TASK TO CARRY OUT — Go through the lines below and copy each one that holds the string "impl".

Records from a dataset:

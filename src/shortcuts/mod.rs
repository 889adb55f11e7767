//! Centralized shortcut table.
//!
//! The registry is the single source of truth: dispatch walks it in order and
//! the help overlay is rendered from it.

mod dispatch;
mod help;
mod registry;

pub use dispatch::{select, Dispatch, Dispatcher, Verdict};
pub use help::overlay_view;
pub use registry::COMMANDS;

use crate::context::Context;
use crate::keys::{Combo, KeyPhase, Trigger};
use crate::platform::PlatformMode;

/// Identity of every built-in command.
#[derive(Debug, Clone, Copy, PartialEq, Eq, Hash)]
pub enum CommandId {
    CloseHelp,
    ToggleHelp,
    BlockEscapeInEditForm,
    BlockChatEnter,
    OpenEditDialog,
    OpenTextReminder,
    AssignCrew,
    ToggleMessages,
    ToggleActivityFeed,
    NotesTab,
    ScrollToNotes,
    InfoTab,
    ScrollToVisits,
    ConfirmDeleteNote,
    SendChat,
    Save,
}

/// Help overlay grouping.
#[derive(Debug, Clone, Copy, PartialEq, Eq)]
pub enum Section {
    Global,
    VisitRequest,
    VisitEdit,
    JobPage,
}

impl Section {
    /// Display order in the overlay.
    pub const ALL: [Section; 4] = [
        Section::Global,
        Section::VisitRequest,
        Section::VisitEdit,
        Section::JobPage,
    ];

    pub fn label(&self) -> &'static str {
        match self {
            Section::Global => "Global",
            Section::VisitRequest => "Visit / Request Modals",
            Section::VisitEdit => "Visit Edit Mode",
            Section::JobPage => "Job Page",
        }
    }
}

/// A registry entry.
#[derive(Clone)]
pub struct Command {
    pub id: CommandId,
    pub trigger: Trigger,
    /// Further triggers that select the same command
    pub alternatives: &'static [Trigger],
    /// Key phases the command listens on
    pub phases: &'static [KeyPhase],
    /// Context guard; the command is skipped when it returns false
    pub applies_when: fn(&Context) -> bool,
    pub description: &'static str,
    pub section: Section,
    /// False for suppressions and internal bindings
    pub show_in_help: bool,
}

impl Command {
    /// Whether this entry applies to a classified event in the given context.
    pub fn applies(&self, phase: KeyPhase, combo: &Combo, mode: PlatformMode, ctx: &Context) -> bool {
        self.phases.contains(&phase)
            && self.triggers().any(|t| t.matches(combo, mode))
            && (self.applies_when)(ctx)
    }

    pub fn triggers(&self) -> impl Iterator<Item = &Trigger> {
        std::iter::once(&self.trigger).chain(self.alternatives.iter())
    }
}
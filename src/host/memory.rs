//! In-memory document used by the replay binary and the test suite.
//!
//! Elements are stored flat, in document order, with parent links. Every
//! command the dispatcher issues is appended to [`MemoryHost::actions`].

use super::{ElementKind, ElementRef, Host, Notification, Target};
use crate::overlay::OverlayView;
use serde::{Deserialize, Serialize};
use std::collections::BTreeMap;

/// A single element of the in-memory document.
#[derive(Debug, Clone, Serialize, Deserialize)]
pub struct MemoryElement {
    /// Index of the parent element, if any
    #[serde(default)]
    pub parent: Option<ElementRef>,
    /// Locators this element answers to
    #[serde(default)]
    pub targets: Vec<Target>,
    #[serde(default)]
    pub kind: ElementKind,
    #[serde(default)]
    pub text: String,
    #[serde(default)]
    pub value: String,
    #[serde(default)]
    pub attributes: BTreeMap<String, String>,
    #[serde(default = "default_true")]
    pub displayed: bool,
}

fn default_true() -> bool {
    true
}

impl MemoryElement {
    pub fn new(targets: &[Target]) -> Self {
        Self {
            parent: None,
            targets: targets.to_vec(),
            kind: ElementKind::Other,
            text: String::new(),
            value: String::new(),
            attributes: BTreeMap::new(),
            displayed: true,
        }
    }

    pub fn child_of(mut self, parent: ElementRef) -> Self {
        self.parent = Some(parent);
        self
    }

    pub fn kind(mut self, kind: ElementKind) -> Self {
        self.kind = kind;
        self
    }

    pub fn text(mut self, text: impl Into<String>) -> Self {
        self.text = text.into();
        self
    }

    pub fn value(mut self, value: impl Into<String>) -> Self {
        self.value = value.into();
        self
    }

    pub fn attr(mut self, name: impl Into<String>, value: impl Into<String>) -> Self {
        self.attributes.insert(name.into(), value.into());
        self
    }

    pub fn hidden(mut self) -> Self {
        self.displayed = false;
        self
    }
}

/// Commands recorded by [`MemoryHost`].
#[derive(Debug, Clone, PartialEq, Eq, Serialize)]
#[serde(rename_all = "snake_case", tag = "action", content = "detail")]
pub enum HostAction {
    Click(ElementRef),
    Focus(ElementRef),
    Notify(ElementRef, Notification),
    ScrollIntoView(ElementRef),
    Notice(String),
    Navigate(String),
    ExecuteScript(String),
    BodyOverflow(String),
    MountOverlay,
    OverlayVisible(bool),
    FocusOverlay,
}

#[derive(Debug, Clone, Default, Serialize, Deserialize)]
pub struct MemoryHost {
    #[serde(default)]
    pub platform: Option<String>,
    #[serde(default = "default_path")]
    pub path: String,
    #[serde(default)]
    pub elements: Vec<MemoryElement>,
    #[serde(default)]
    pub focused: Option<ElementRef>,
    #[serde(default)]
    pub meta: BTreeMap<String, String>,
    /// Whether fetched dialog scripts can run
    #[serde(default)]
    pub modal_constructor: bool,
    /// When set, script execution fails with this message
    #[serde(default)]
    pub script_error: Option<String>,
    #[serde(default)]
    pub body_overflow: String,
    #[serde(skip)]
    pub overlay: Option<OverlayView>,
    #[serde(skip)]
    pub overlay_visible: bool,
    #[serde(skip)]
    pub actions: Vec<HostAction>,
}

fn default_path() -> String {
    "/".to_string()
}

impl MemoryHost {
    pub fn new() -> Self {
        Self {
            path: default_path(),
            ..Default::default()
        }
    }

    pub fn with_platform(mut self, platform: &str) -> Self {
        self.platform = Some(platform.to_string());
        self
    }

    pub fn at_path(mut self, path: &str) -> Self {
        self.path = path.to_string();
        self
    }

    /// Append an element and return its handle.
    pub fn add(&mut self, element: MemoryElement) -> ElementRef {
        self.elements.push(element);
        ElementRef(self.elements.len() - 1)
    }

    pub fn element(&self, element: ElementRef) -> Option<&MemoryElement> {
        self.elements.get(element.0)
    }

    /// Check that parent links form a forest in document order and that the
    /// focused handle exists.
    pub fn validate(&self) -> anyhow::Result<()> {
        for (idx, element) in self.elements.iter().enumerate() {
            if let Some(parent) = element.parent {
                if parent.0 >= idx {
                    anyhow::bail!(
                        "Element {} has parent {}; parents must precede their children",
                        idx,
                        parent.0
                    );
                }
            }
        }
        if let Some(focused) = self.focused {
            if focused.0 >= self.elements.len() {
                anyhow::bail!("Focused element {} does not exist", focused.0);
            }
        }
        Ok(())
    }

    /// Drain the recorded actions.
    pub fn take_actions(&mut self) -> Vec<HostAction> {
        std::mem::take(&mut self.actions)
    }

    /// Elements clicked so far, in order.
    pub fn clicks(&self) -> Vec<ElementRef> {
        self.actions
            .iter()
            .filter_map(|a| match a {
                HostAction::Click(el) => Some(*el),
                _ => None,
            })
            .collect()
    }

    /// Notices shown so far, in order.
    pub fn notices(&self) -> Vec<&str> {
        self.actions
            .iter()
            .filter_map(|a| match a {
                HostAction::Notice(msg) => Some(msg.as_str()),
                _ => None,
            })
            .collect()
    }

    fn ancestors(&self, element: ElementRef) -> impl Iterator<Item = ElementRef> + '_ {
        // Bounded so a cyclic document cannot hang the walk
        std::iter::successors(Some(element), move |el| {
            self.element(*el).and_then(|e| e.parent)
        })
        .take(self.elements.len() + 1)
    }

    fn is_descendant(&self, element: ElementRef, scope: ElementRef) -> bool {
        element != scope && self.ancestors(element).any(|el| el == scope)
    }

    fn has_target(&self, element: ElementRef, target: Target) -> bool {
        self.element(element)
            .map(|e| e.targets.contains(&target))
            .unwrap_or(false)
    }
}

impl Host for MemoryHost {
    fn platform(&self) -> Option<String> {
        self.platform.clone()
    }

    fn location_path(&self) -> String {
        self.path.clone()
    }

    fn query_all(&self, scope: Option<ElementRef>, target: Target) -> Vec<ElementRef> {
        (0..self.elements.len())
            .map(ElementRef)
            .filter(|el| self.has_target(*el, target))
            .filter(|el| scope.map_or(true, |s| self.is_descendant(*el, s)))
            .collect()
    }

    fn closest(&self, element: ElementRef, target: Target) -> Option<ElementRef> {
        self.ancestors(element).find(|el| self.has_target(*el, target))
    }

    fn text(&self, element: ElementRef) -> String {
        let mut text = self
            .element(element)
            .map(|e| e.text.clone())
            .unwrap_or_default();
        for idx in 0..self.elements.len() {
            let child = ElementRef(idx);
            if self.is_descendant(child, element) {
                text.push_str(&self.elements[idx].text);
            }
        }
        text
    }

    fn value(&self, element: ElementRef) -> String {
        self.element(element)
            .map(|e| e.value.clone())
            .unwrap_or_default()
    }

    fn attribute(&self, element: ElementRef, name: &str) -> Option<String> {
        self.element(element)
            .and_then(|e| e.attributes.get(name).cloned())
    }

    fn kind(&self, element: ElementRef) -> ElementKind {
        self.element(element).map(|e| e.kind).unwrap_or_default()
    }

    fn is_displayed(&self, element: ElementRef) -> bool {
        self.element(element).is_some()
            && self
                .ancestors(element)
                .all(|el| self.element(el).map(|e| e.displayed).unwrap_or(false))
    }

    fn focused(&self) -> Option<ElementRef> {
        self.focused
    }

    fn meta_content(&self, name: &str) -> Option<String> {
        self.meta.get(name).cloned()
    }

    fn has_modal_constructor(&self) -> bool {
        self.modal_constructor
    }

    fn body_overflow(&self) -> String {
        self.body_overflow.clone()
    }

    fn click(&mut self, element: ElementRef) {
        self.actions.push(HostAction::Click(element));
    }

    fn focus(&mut self, element: ElementRef) {
        self.focused = Some(element);
        self.actions.push(HostAction::Focus(element));
    }

    fn notify(&mut self, element: ElementRef, notification: Notification) {
        self.actions.push(HostAction::Notify(element, notification));
    }

    fn scroll_into_view(&mut self, element: ElementRef) {
        self.actions.push(HostAction::ScrollIntoView(element));
    }

    fn show_notice(&mut self, message: &str) {
        self.actions.push(HostAction::Notice(message.to_string()));
    }

    fn navigate(&mut self, href: &str) {
        self.actions.push(HostAction::Navigate(href.to_string()));
    }

    fn execute_script(&mut self, script: &str) -> Result<(), String> {
        self.actions.push(HostAction::ExecuteScript(script.to_string()));
        match &self.script_error {
            Some(err) => Err(err.clone()),
            None => Ok(()),
        }
    }

    fn set_body_overflow(&mut self, value: &str) {
        self.body_overflow = value.to_string();
        self.actions.push(HostAction::BodyOverflow(value.to_string()));
    }

    fn mount_overlay(&mut self, view: &OverlayView) {
        self.overlay = Some(view.clone());
        self.actions.push(HostAction::MountOverlay);
    }

    fn set_overlay_visible(&mut self, visible: bool) {
        self.overlay_visible = visible;
        self.actions.push(HostAction::OverlayVisible(visible));
    }

    fn focus_overlay(&mut self) {
        self.actions.push(HostAction::FocusOverlay);
    }
}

THE COMPLETED TASK —
impl Section {
impl Command {
    pub fn triggers(&self) -> impl Iterator<Item = &Trigger> {
impl MemoryElement {
    pub fn text(mut self, text: impl Into<String>) -> Self {
    pub fn value(mut self, value: impl Into<String>) -> Self {
    pub fn attr(mut self, name: impl Into<String>, value: impl Into<String>) -> Self {
impl MemoryHost {
    fn ancestors(&self, element: ElementRef) -> impl Iterator<Item = ElementRef> + '_ {
impl Host for MemoryHost {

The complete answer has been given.